By: Mike Hollingshaus and Emily Harris
The Kem C. Gardner Policy Institute has released an updated report on Utah’s COVID-19 per-capita-death rates. Our analysis indicates that during the first year of the pandemic, Utah’s structural demographic factors (age, race/ethnic, and sex composition) account for half of Utah’s lower-than-average death rate (compared to the U.S.). The remaining difference is attributable to other factors such as disease epidemiology, institutional and personal behaviors, or social networks.
The graphs below illustrate the COVID-19 death rate differences between Utah and the U.S. across different demographic characteristics. With the exception of two data points, Utah’s death rates are always lower than the U.S.’s death rates.
Provisional Death Rate (per 100k) Comparisons by Age, Sex, and Race/Ethnicity, United States and Utah, April 2020-2021
Covid-19 is generally deadlier for older age groups, males, and racial and ethnic minorities. This means that even if Utah’s Covid-19 response mirrored the U.S.’s response, we would expect Utah to have a lower Covid-19 death rate. However, this report’s decomposition analysis goes past describing the differences, and allows us to quantify how much of these differences are based on Utah’s unique demographic structure alone.

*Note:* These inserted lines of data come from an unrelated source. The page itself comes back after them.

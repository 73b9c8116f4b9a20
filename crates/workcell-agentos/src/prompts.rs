//! Agent instructions bundled into the binary.

const PROMPTS: &[(&str, &str)] = &[
    ("coding_agent", include_str!("../prompts/coding_agent.md")),
    (
        "repository_qa_agent",
        include_str!("../prompts/repository_qa_agent.md"),
    ),
    (
        "serena_coder_agent",
        include_str!("../prompts/serena_coder_agent.md"),
    ),
];

#[derive(Debug, thiserror::Error)]
pub enum PromptError {
    #[error("Prompt '{0}' was not found.")]
    NotFound(String),
}

pub fn load_prompt(name: &str) -> Result<&'static str, PromptError> {
    PROMPTS
        .iter()
        .find(|(key, _)| *key == name)
        .map(|(_, body)| *body)
        .ok_or_else(|| PromptError::NotFound(name.to_string()))
}

pub fn prompt_names() -> impl Iterator<Item = &'static str> {
    PROMPTS.iter().map(|(name, _)| *name)
}

#[cfg(test)]
mod tests {
    use super::*;

    #[test]
    fn bundled_prompts_load() {
        for name in prompt_names() {
            assert!(!load_prompt(name).unwrap().trim().is_empty(), "{name}");
        }
        assert!(load_prompt("repository_qa_agent")
            .unwrap()
            .contains("Do not modify files."));
    }

    #[test]
    fn unknown_prompt_is_reported() {
        let err = load_prompt("missing").unwrap_err();
        assert_eq!(err.to_string(), "Prompt 'missing' was not found.");
    }
}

The analysis was challenging for several reasons. By far the largest challenge is that the data are still so fresh and incomplete. This includes not only the COVID-19 statistics, which are underreported at the national level, but also the delayed 2020 decennial census data. Still, we are confident that a large portion of Utah’s lower COVID-19 death rate can be attributed to the demographic hand it has been dealt.
There are many ways to do the analysis, but we chose our method because (1) it is easier to explain the results to a wide audience beyond academia, (2) it could be calculated from aggregated data, which aligns with our mandate as state demographers, and (3) the model is based on solid mathematical principles.
The COVID-19 pandemic has been, and continues to be, tragic in the toll it has taken on lives. Vaccine availability for children will bring vaccines to a large segment of Utah’s population that has been ineligible, which should greatly help with transmission patterns and subsequent deaths. Still, there is clearly more work to do, including years of research ahead to determine the full toll of COVID-19.
Mike Hollingshaus and Emily Harris are Senior Demographers at the Kem C. Gardner Policy Institute.